Un coup de foudre
J’ai du mal à imaginer jouer à Fog of Love autrement qu’en couple, alors même que rares sont les jeux taillés pour cette configuration.
La mécanique est excellente, le plus fou c’est qu’elle parvient à se faire oublier au profit du récit qui s’élabore au fil des décisions tout en parvenant à guider ce récit de rebondissement en rebondissement.
Avec son univers graphique complètement différent de ce dont nous avons l’habitude en jeux de société, Fog of Love a le potentiel pour convaincre les plus réfractaires au jeu de société. Après tout, il suffit de répondre à des tests psychologiques potaches. Derrière cette apparence légère, le jeu est suffisamment bien tourné pour agiter les neurones des gamers exigeants tout en étant suffisamment marqué par son thème pour satisfaire celles et ceux qui préfèrent d’ordinaire consacrer leurs soirées à regarder une série ou un téléfilm.
Le plus fou, c’est qu’à jouer à communiquer par personnages interposés, on développe vraiment une capacité à mieux se parler en vrai. Et c’est plus rigolo qu’une thérapie de couple.

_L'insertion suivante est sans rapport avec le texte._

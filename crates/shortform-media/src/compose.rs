//! Vertical canvas composition.
//!
//! Places the unmodified clip at the center of a fixed-size vertical canvas
//! and fills the space above and below with blurred strips cropped from the
//! clip itself. All layout arithmetic happens up front in `ComposeLayout`;
//! the render is a single FFmpeg filter-graph pass, so identical input and
//! canvas always produce identical pixel regions and resize factors.

use tracing::{debug, info};

use shortform_models::EncodingConfig;

use crate::command::{FfmpegCommand, FfmpegRunner};
use crate::error::{PipelineResult, Stage};
use crate::job::JobContext;
use crate::timeline::Timeline;

const STAGE: Stage = Stage::Compose;

/// Canvas and blur parameters.
#[derive(Debug, Clone)]
pub struct ComposeConfig {
    /// Output canvas width in pixels (default: 1080 for 9:16 portrait).
    pub canvas_width: u32,
    /// Output canvas height in pixels (default: 1920 for 9:16 portrait).
    pub canvas_height: u32,
    /// Box-blur kernel edge for the background panes (default: 15).
    pub blur_kernel: u32,
}

impl Default for ComposeConfig {
    fn default() -> Self {
        Self {
            canvas_width: 1080,
            canvas_height: 1920,
            blur_kernel: 15,
        }
    }
}

impl ComposeConfig {
    /// Create a config with custom canvas dimensions.
    pub fn with_canvas(width: u32, height: u32) -> Self {
        Self {
            canvas_width: width,
            canvas_height: height,
            ..Default::default()
        }
    }
}

/// Deterministic pixel layout for one composition.
#[derive(Debug, Clone, Copy, PartialEq, Eq)]
pub struct ComposeLayout {
    /// Canvas width.
    pub canvas_width: u32,
    /// Canvas height.
    pub canvas_height: u32,
    /// Center pane size: the clip, unmodified.
    pub center_width: u32,
    /// Center pane height.
    pub center_height: u32,
    /// Height of the source strip cropped from the blurred pane (25% of
    /// the clip height).
    pub strip_source_height: u32,
    /// Vertical origin of the bottom source strip within the clip.
    pub strip_bottom_y: u32,
    /// Height each strip is resized to on the canvas; width is preserved.
    pub side_height: u32,
}

impl ComposeLayout {
    /// Compute the layout for a clip on the configured canvas.
    pub fn compute(config: &ComposeConfig, clip_width: u32, clip_height: u32) -> Self {
        let center_height = clip_height;

        // Strip height reserves a 10% gap allowance around the center pane.
        let raw_side = (config.canvas_height as f64
            - center_height as f64
            - 0.1 * center_height as f64)
            / 2.0;
        let side_height = raw_side.round().max(0.0) as u32;
        let side_height = side_height - side_height % 2;

        // Top strip is centered at 12.5% height, bottom at 87.5%, both 25%
        // of the clip tall and full width.
        let strip_source_height = (clip_height / 4).max(1);
        let strip_bottom_y = clip_height - strip_source_height;

        Self {
            canvas_width: config.canvas_width,
            canvas_height: config.canvas_height,
            center_width: clip_width,
            center_height,
            strip_source_height,
            strip_bottom_y,
            side_height,
        }
    }

    /// Vertical origin of the centered pane on the canvas.
    pub fn center_y(&self) -> i64 {
        (self.canvas_height as i64 - self.center_height as i64) / 2
    }

    /// Canvas region above the center pane.
    pub fn region_above_center(&self) -> i64 {
        self.center_y()
    }

    /// Canvas region below the center pane.
    pub fn region_below_center(&self) -> i64 {
        self.canvas_height as i64 - self.center_height as i64 - self.center_y()
    }

    /// Whether the filler strips have any height to render.
    pub fn has_strips(&self) -> bool {
        self.side_height > 0
    }
}

/// Build the filter graph for one composition pass.
///
/// Video: the decoded input splits three ways; the two strip chains get a
/// box blur, the strip crop, and a non-uniform resize, then all panes
/// overlay a black canvas of exactly the configured size. Audio: the input
/// track splits into three lanes, the strip lanes pass through `volume=0`,
/// and the mix keeps only the center pane audible.
pub fn build_compose_filter(
    layout: &ComposeLayout,
    blur_kernel: u32,
    fps: f64,
    has_audio: bool,
) -> String {
    let blur_radius = (blur_kernel / 2).max(1);
    let mut filter = String::new();

    if layout.has_strips() {
        filter.push_str(&format!(
            "[0:v]split=3[center][tsrc][bsrc];\
             [tsrc]boxblur={r}:1,crop={cw}:{sh}:0:0,scale={cw}:{side}[top];\
             [bsrc]boxblur={r}:1,crop={cw}:{sh}:0:{by},scale={cw}:{side}[bottom];\
             color=c=black:s={w}x{h}:r={fps:.3}[canvas];\
             [canvas][top]overlay=x=(W-w)/2:y=0:shortest=1[with_top];\
             [with_top][bottom]overlay=x=(W-w)/2:y=H-h[with_strips];\
             [with_strips][center]overlay=x=(W-w)/2:y=(H-h)/2[vout]",
            r = blur_radius,
            cw = layout.center_width,
            sh = layout.strip_source_height,
            by = layout.strip_bottom_y,
            side = layout.side_height,
            w = layout.canvas_width,
            h = layout.canvas_height,
            fps = fps,
        ));
    } else {
        // Clip fills the canvas height; nothing left for strips.
        filter.push_str(&format!(
            "color=c=black:s={w}x{h}:r={fps:.3}[canvas];\
             [canvas][0:v]overlay=x=(W-w)/2:y=(H-h)/2:shortest=1[vout]",
            w = layout.canvas_width,
            h = layout.canvas_height,
            fps = fps,
        ));
    }

    if has_audio {
        filter.push_str(
            ";[0:a]asplit=3[acenter][atop][abottom];\
             [atop]volume=0[atop_mute];\
             [abottom]volume=0[abottom_mute];\
             [acenter][atop_mute][abottom_mute]amix=inputs=3:duration=first:normalize=0[aout]",
        );
    }

    filter
}

/// Builds a fixed-size vertical canvas from a horizontal clip.
pub struct ShortFormComposer {
    config: ComposeConfig,
    encoding: EncodingConfig,
}

impl ShortFormComposer {
    /// Create a composer for the configured canvas.
    pub fn new(config: ComposeConfig, encoding: EncodingConfig) -> Self {
        Self { config, encoding }
    }

    /// Compose `clip` onto the vertical canvas, returning a new timeline.
    pub async fn compose(&self, ctx: &JobContext, clip: &Timeline) -> PipelineResult<Timeline> {
        ctx.check_cancelled(STAGE)?;

        let layout = ComposeLayout::compute(&self.config, clip.width(), clip.height());
        let filter = build_compose_filter(&layout, self.config.blur_kernel, clip.fps(), clip.has_audio());

        info!(
            job_id = %ctx.id(),
            canvas = format!("{}x{}", layout.canvas_width, layout.canvas_height),
            center = format!("{}x{}", layout.center_width, layout.center_height),
            side_height = layout.side_height,
            "Composing vertical canvas"
        );
        debug!(filter = %filter, "Compose filter graph");

        let output = ctx.scratch_path("composed.mp4");
        let mut cmd = FfmpegCommand::new(clip.path(), &output)
            .filter_complex(filter)
            .map("[vout]")
            .encoding(&self.encoding)
            .pix_fmt("yuv420p");
        if clip.has_audio() {
            cmd = cmd.map("[aout]");
        }

        FfmpegRunner::new(STAGE)
            .with_cancel(ctx.cancel_receiver())
            .run(&cmd)
            .await?;

        Timeline::probe(&output, STAGE).await
    }
}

Cerise sur le gâteau, la première partie en forme de tuto intégré permet d’être à armes égales que l’on ait étudié les règles avant ou pas. Comme elle est bien plus courte que les suivantes, c’est aussi une excellente mise en bouche.
Bref, foncez !
Dommage que le jeu n'ait pas trouvé son public en francophonie : ses excellentes extensions ne sont finalement pas sorties dans la langue de Molières. Mais avec le traducteur automatique du téléphone, même les moins à l'aise avec Shakespeare peuvent en profiter.
Les gamers sont peut être un peu trop réservés pour tenter l’aventure de proposer une partie à leur moitié-qui-n’aime-pas-les-jeux ?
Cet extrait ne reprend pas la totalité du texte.